Second, beetle diversification has been explained as the result of a successful body plan incorporating protective elytra and a flexibly articulating prothorax. Although beetles are generally not regarded as fast or agile fliers, representatives of various beetle families have routinely colonized the most remote island systems in the world. In many families, the outward appearance and function of the walking beetle has been maintained, while the metathoracic flight wings have been reduced to nonfunctional straps or vestigial flaps. This brach-ypterous condition eliminates the possibility of winged dispersal by individuals and is associated with increased speciation and ende-mism, most often in ecologically stable, geographically isolated montane, desert, or island habitats.

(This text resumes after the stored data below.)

#[derive(Debug, Default)]
struct Tables {
    stores: Vec<Store>,
    billboards: Vec<Billboard>,
    categories: Vec<Category>,
    colors: Vec<Color>,
    sizes: Vec<Size>,
    products: Vec<Product>,
    images: Vec<Image>,
    orders: Vec<Order>,
    order_items: Vec<OrderItem>,
}

impl Tables {
    fn images_of(&self, product: ProductId) -> Vec<Image> {
        self.images
            .iter()
            .filter(|image| image.product_id == product)
            .cloned()
            .collect()
    }

    fn detail(&self, product: &Product) -> Result<ProductDetail, RepositoryError> {
        let category = self
            .categories
            .iter()
            .find(|c| c.id == product.category_id)
            .cloned()
            .ok_or_else(|| corruption("product category"))?;
        let size = self
            .sizes
            .iter()
            .find(|s| s.id == product.size_id)
            .cloned()
            .ok_or_else(|| corruption("product size"))?;
        let color = self
            .colors
            .iter()
            .find(|c| c.id == product.color_id)
            .cloned()
            .ok_or_else(|| corruption("product color"))?;

        Ok(ProductDetail {
            product: product.clone(),
            images: self.images_of(product.id),
            category,
            size,
            color,
        })
    }

    fn with_billboard(&self, category: &Category) -> Result<CategoryWithBillboard, RepositoryError> {
        let billboard = self
            .billboards
            .iter()
            .find(|b| b.id == category.billboard_id)
            .cloned()
            .ok_or_else(|| corruption("category billboard"))?;
        Ok(CategoryWithBillboard {
            category: category.clone(),
            billboard,
        })
    }

    fn check_billboard_ref(
        &self,
        store: StoreId,
        billboard: BillboardId,
    ) -> Result<(), RepositoryError> {
        if self
            .billboards
            .iter()
            .any(|b| b.id == billboard && b.store_id == store)
        {
            Ok(())
        } else {
            Err(conflict("category_billboard_id_fkey"))
        }
    }

    fn check_product_refs(&self, store: StoreId, input: &NewProduct) -> Result<(), RepositoryError> {
        if !self
            .categories
            .iter()
            .any(|c| c.id == input.category_id && c.store_id == store)
        {
            return Err(conflict("product_category_id_fkey"));
        }
        if !self
            .sizes
            .iter()
            .any(|s| s.id == input.size_id && s.store_id == store)
        {
            return Err(conflict("product_size_id_fkey"));
        }
        if !self
            .colors
            .iter()
            .any(|c| c.id == input.color_id && c.store_id == store)
        {
            return Err(conflict("product_color_id_fkey"));
        }
        Ok(())
    }

    fn replace_images(&mut self, product: ProductId, urls: &[String]) -> Vec<Image> {
        self.images.retain(|image| image.product_id != product);
        let now = Utc::now();
        let images: Vec<Image> = urls
            .iter()
            .map(|url| Image {
                id: ImageId::generate(),
                product_id: product,
                url: url.clone(),
                created_at: now,
                updated_at: now,
            })
            .collect();
        self.images.extend(images.iter().cloned());
        images
    }

    fn remove_store(&mut self, store: StoreId) {
        let order_ids: Vec<OrderId> = self
            .orders
            .iter()
            .filter(|o| o.store_id == store)
            .map(|o| o.id)
            .collect();
        let product_ids: Vec<ProductId> = self
            .products
            .iter()
            .filter(|p| p.store_id == store)
            .map(|p| p.id)
            .collect();

        self.order_items.retain(|item| !order_ids.contains(&item.order_id));
        self.orders.retain(|o| o.store_id != store);
        self.images.retain(|image| !product_ids.contains(&image.product_id));
        self.products.retain(|p| p.store_id != store);
        self.categories.retain(|c| c.store_id != store);
        self.billboards.retain(|b| b.store_id != store);
        self.colors.retain(|c| c.store_id != store);
        self.sizes.retain(|s| s.store_id != store);
        self.stores.retain(|s| s.id != store);
    }
}

fn conflict(constraint: &str) -> RepositoryError {
    RepositoryError::Conflict(constraint.to_owned())
}

fn corruption(what: &str) -> RepositoryError {
    RepositoryError::DataCorruption(format!("dangling {what} reference"))
}

/// Removes the first element matching `pred`, returning the removed count.
fn remove_where<T>(rows: &mut Vec<T>, pred: impl Fn(&T) -> bool) -> u64 {
    rows.iter().position(pred).map_or(0, |index| {
        rows.remove(index);
        1
    })
}

/// A [`Datastore`] that keeps every table in process memory.
#[derive(Debug, Default)]
pub struct MemoryDatastore {
    tables: Mutex<Tables>,
    failing: AtomicBool,
}

impl MemoryDatastore {
    /// Create an empty datastore.
    #[must_use]
    pub fn new() -> Self {
        Self::default()
    }

    /// When set, every operation fails as if the database were unreachable.
    pub fn set_failing(&self, failing: bool) {
        self.failing.store(failing, Ordering::SeqCst);
    }

    /// Number of orders recorded so far.
    ///
    /// # Errors
    ///
    /// Returns an error if the datastore is failing or the lock is poisoned.
    pub fn order_count(&self) -> Result<usize, RepositoryError> {
        Ok(self.tables()?.orders.len())
    }

    /// Items of an order.
    ///
    /// # Errors
    ///
    /// Returns an error if the datastore is failing or the lock is poisoned.
    pub fn order_items(&self, order: OrderId) -> Result<Vec<OrderItem>, RepositoryError> {
        Ok(self
            .tables()?
            .order_items
            .iter()
            .filter(|item| item.order_id == order)
            .cloned()
            .collect())
    }

    fn tables(&self) -> Result<MutexGuard<'_, Tables>, RepositoryError> {
        if self.failing.load(Ordering::SeqCst) {
            return Err(RepositoryError::Database(sqlx::Error::PoolTimedOut));
        }
        self.tables
            .lock()
            .map_err(|_| RepositoryError::DataCorruption("memory datastore lock poisoned".into()))
    }
}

Third, as representatives of the Holometabola, the larval and adult beetle life stages have been morphologically decoupled via the intervening pupal stage. Larvae may exhibit morphological specializations not observed in the adult stages, and may live in particular microhabitats not primarily occupied by the adults.Fourth, the early diversification of beetles in the Jurassic placed many lineages in prime position to exploit ecological opportunities associated with the Cretaceous diversification of flowering plants. Many of the largest families of Polyphaga (e.g., Buprestidae, Scarabaeidae, Chrysomelidae, Cerambycidae, and Curculionidae) include lineages that are intimately associated with angiosperms. These host plant associations are based on the use of various portions of the particular species or sets of species of flowering plants as larval or adult food. In addition, many other beetle groups use fungi as a food source, and fidelity to fungi of particular types is not atypical. The ability to specialize along with their larval and adult hosts has clearly been associated with extensive speciation across the Coleoptera.